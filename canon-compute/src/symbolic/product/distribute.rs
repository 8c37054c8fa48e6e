//! Expanding products that contain sums.
//!
//! Sums that multiply the product are multiplied out into a numerator, and sums that divide it
//! into a separate denominator. The two are never multiplied together, so a quotient of sums such
//! as `(a+b)/(c+d)` is expanded on each side but not reduced.

use canon_error::Error;
use crate::error::UndefinedArithmetic;
use crate::symbolic::{
    canonicalize::{canonicalize_node, step::Step},
    node::{number::Number, Node},
    options::Options,
    step_collector::StepCollector,
    sum::{SumForm, Term},
};
use std::iter;
use super::{classify::Buckets, Factor, ProductForm};

/// One term of an expanded product.
#[derive(Debug, Clone, Default, PartialEq)]
pub(crate) struct Partial {
    pub product: ProductForm,
    pub subtracted: bool,
}

/// Multiplies every partial product in `lhs` by every term in `rhs`.
///
/// `(a-b)*(c+d) = a*c+a*d-b*c-b*d`
pub(crate) fn multiply_two_sums(lhs: &[Partial], rhs: &[Term]) -> Vec<Partial> {
    let mut result = Vec::with_capacity(lhs.len() * rhs.len());
    for partial in lhs {
        for term in rhs {
            let mut product = partial.product.clone();
            product.add_factor(Factor::new(term.value.clone()));
            result.push(Partial {
                product,
                subtracted: partial.subtracted ^ term.subtracted,
            });
        }
    }
    result
}

/// Multiplies every partial product by `value`.
fn multiply_all(partials: &mut [Partial], value: &Node) {
    for partial in partials {
        partial.product.add_factor(Factor::new(value.clone()));
    }
}

/// Combines like partial products, so that multiplying by a sum again only multiplies the
/// distinct terms.
///
/// `(a+b)*(a+b) = a^2+2*a*b+b^2`, which has three partial products instead of four.
fn collapse(
    partials: Vec<Partial>,
    options: &Options,
    steps: &mut dyn StepCollector<Step>,
) -> Result<Vec<Partial>, Error> {
    if partials.len() <= 1 {
        return Ok(partials);
    }

    let partial = |value: Node, subtracted: bool| Partial {
        product: ProductForm::from_node(value),
        subtracted,
    };
    Ok(match into_sum(partials).canonicalize_with(options, steps)? {
        Node::Sum(sum) => sum.into_terms()
            .into_iter()
            .map(|term| partial(term.value, term.subtracted))
            .collect(),
        Node::Number(n) if n.is_zero() => Vec::new(),
        value => vec![partial(value, false)],
    })
}

/// Collects the partial products into a sum.
fn into_sum(partials: Vec<Partial>) -> SumForm {
    partials.into_iter()
        .map(|partial| Term {
            value: partial.product.into_node(),
            subtracted: partial.subtracted,
        })
        .collect()
}

/// Expands the product described by `buckets` and `coefficient`. The add bucket must not be
/// empty.
///
/// Returns the expanded sum, or a quotient of two expanded sums if some of the sums divide the
/// product.
pub(crate) fn distribute(
    buckets: Buckets,
    coefficient: Number,
    options: &Options,
    steps: &mut dyn StepCollector<Step>,
) -> Result<Node, Error> {
    steps.push(Step::DistributiveProperty);
    tracing::trace!(sums = buckets.add.len(), "distributing product over sums");

    let mut numerator = vec![Partial::default()];
    let mut denominator = vec![Partial::default()];

    for factor in &buckets.add {
        let Node::Sum(sum) = &factor.value else {
            continue;
        };
        let target = if factor.inverted { &mut denominator } else { &mut numerator };
        *target = collapse(multiply_two_sums(target, sum.terms()), options, steps)?;
    }

    let others = buckets.function.iter()
        .chain(&buckets.power)
        .chain(&buckets.literal);
    for factor in others {
        let target = if factor.inverted { &mut denominator } else { &mut numerator };
        multiply_all(target, &factor.value);
    }

    if !coefficient.is_one() {
        multiply_all(&mut numerator, &Node::Number(coefficient));
    }

    let numerator = into_sum(numerator).canonicalize_with(options, steps)?;
    let denominator = into_sum(denominator).canonicalize_with(options, steps)?;
    assemble(numerator, denominator, options, steps)
}

/// Builds the quotient of two canonical nodes, folding numbers into one coefficient.
fn assemble(
    numerator: Node,
    denominator: Node,
    options: &Options,
    steps: &mut dyn StepCollector<Step>,
) -> Result<Node, Error> {
    let mut coefficient = Number::one();
    let mut factors = Vec::new();

    let numerator_factors = match numerator {
        Node::Number(n) => {
            coefficient = n;
            Vec::new()
        },
        Node::Product(product) => product.into_factors(),
        value => vec![Factor::new(value)],
    };
    for factor in numerator_factors {
        match factor.value {
            Node::Number(n) if !factor.inverted => {
                coefficient = coefficient.checked_mul(&n).map_err(UndefinedArithmetic::into_error)?;
            },
            value => factors.push(Factor { value, inverted: factor.inverted }),
        }
    }

    if coefficient.is_zero() {
        steps.push(Step::MultiplyZero);
        return Ok(Node::int(0));
    }

    // if the terms of the numerator cancelled down to a single quotient, its divisors belong in
    // the denominator
    let denominator = match denominator {
        Node::Number(n) => Node::Number(n),
        denominator if factors.iter().any(|factor| factor.inverted) => {
            let (divisors, kept): (Vec<_>, Vec<_>) = factors.into_iter()
                .partition(|factor| factor.inverted);
            factors = kept;
            let product = Node::product(
                iter::once(denominator).chain(divisors.into_iter().map(|factor| factor.value)),
            );
            canonicalize_node(&product, options, steps)?
        },
        denominator => denominator,
    };

    let denominator_factors = match denominator {
        Node::Number(n) => {
            coefficient = coefficient.checked_div(&n).map_err(UndefinedArithmetic::into_error)?;
            Vec::new()
        },
        Node::Product(product) => product.into_factors(),
        value => vec![Factor::new(value)],
    };
    for factor in denominator_factors {
        match factor.value {
            Node::Number(n) if !factor.inverted => {
                coefficient = coefficient.checked_div(&n).map_err(UndefinedArithmetic::into_error)?;
            },
            value => factors.push(Factor { value, inverted: !factor.inverted }),
        }
    }

    if factors.is_empty() {
        return Ok(Node::Number(coefficient));
    }

    if !coefficient.is_one() {
        factors.push(Factor::new(Node::Number(coefficient)));
    }

    Ok(ProductForm { factors }.into_node())
}

#[cfg(test)]
mod tests {
    use pretty_assertions::assert_eq;
    use super::*;

    fn lit(name: &str) -> Node {
        Node::literal(name)
    }

    fn partial(names: &[&str], subtracted: bool) -> Partial {
        Partial {
            product: names.iter().map(|name| lit(name)).collect(),
            subtracted,
        }
    }

    #[test]
    fn cartesian_product_of_terms() {
        let lhs = [partial(&["a"], false), partial(&["b"], true)];
        let rhs = [Term::new(lit("c")), Term::subtracted(lit("d"))];
        assert_eq!(multiply_two_sums(&lhs, &rhs), vec![
            partial(&["a", "c"], false),
            partial(&["a", "d"], true),
            partial(&["b", "c"], true),
            partial(&["b", "d"], false),
        ]);
    }

    fn expand(factors: Vec<Factor>) -> String {
        let buckets = Buckets::classify(factors);
        distribute(buckets, Number::one(), &Options::default(), &mut ())
            .unwrap()
            .to_string()
    }

    #[test]
    fn expand_two_sums() {
        let result = expand(vec![
            Factor::new(Node::sum([lit("a"), lit("b")])),
            Factor::new(Node::difference(lit("c"), lit("d"))),
        ]);
        assert_eq!(result, "a*c-a*d+b*c-b*d");
    }

    #[test]
    fn divisor_sums_stay_in_the_denominator() {
        let result = expand(vec![
            Factor::new(Node::sum([lit("a"), lit("b")])),
            Factor::inverted(Node::sum([lit("c"), lit("d")])),
        ]);
        assert_eq!(result, "(a+b)/(c+d)");
    }

    #[test]
    fn cancelling_numerator() {
        let result = expand(vec![
            Factor::new(Node::difference(lit("a"), lit("a"))),
            Factor::new(lit("x")),
        ]);
        assert_eq!(result, "0");
    }

    #[test]
    fn like_partials_collapse() {
        let sum = Node::sum([lit("a"), lit("b")]);
        let partials = multiply_two_sums(&[partial(&["a"], false), partial(&["b"], false)], &[
            Term::new(lit("a")),
            Term::new(lit("b")),
        ]);
        assert_eq!(partials.len(), 4);

        let collapsed = collapse(partials, &Options::default(), &mut ()).unwrap();
        assert_eq!(collapsed.len(), 3);
        assert_eq!(
            expand(vec![Factor::new(sum.clone()), Factor::new(sum)]),
            "2*a*b+a^2+b^2",
        );
    }

    #[test]
    fn cancelling_partials_collapse_to_nothing() {
        let partials = vec![partial(&["a", "b"], false), partial(&["b", "a"], true)];
        assert!(collapse(partials, &Options::default(), &mut ()).unwrap().is_empty());
    }

    #[test]
    fn zero_denominator() {
        let buckets = Buckets::classify(vec![
            Factor::new(lit("x")),
            Factor::inverted(Node::difference(lit("a"), lit("a"))),
        ]);
        let err = distribute(buckets, Number::one(), &Options::default(), &mut ()).unwrap_err();
        assert!(err.is::<UndefinedArithmetic>());
    }
}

-=-=-

When a line in the records above contains the word "difference", copy it.

Solution to this exercise =>
            Factor::new(Node::difference(lit("c"), lit("d"))),
            Factor::new(Node::difference(lit("a"), lit("a"))),
            Factor::inverted(Node::difference(lit("a"), lit("a"))),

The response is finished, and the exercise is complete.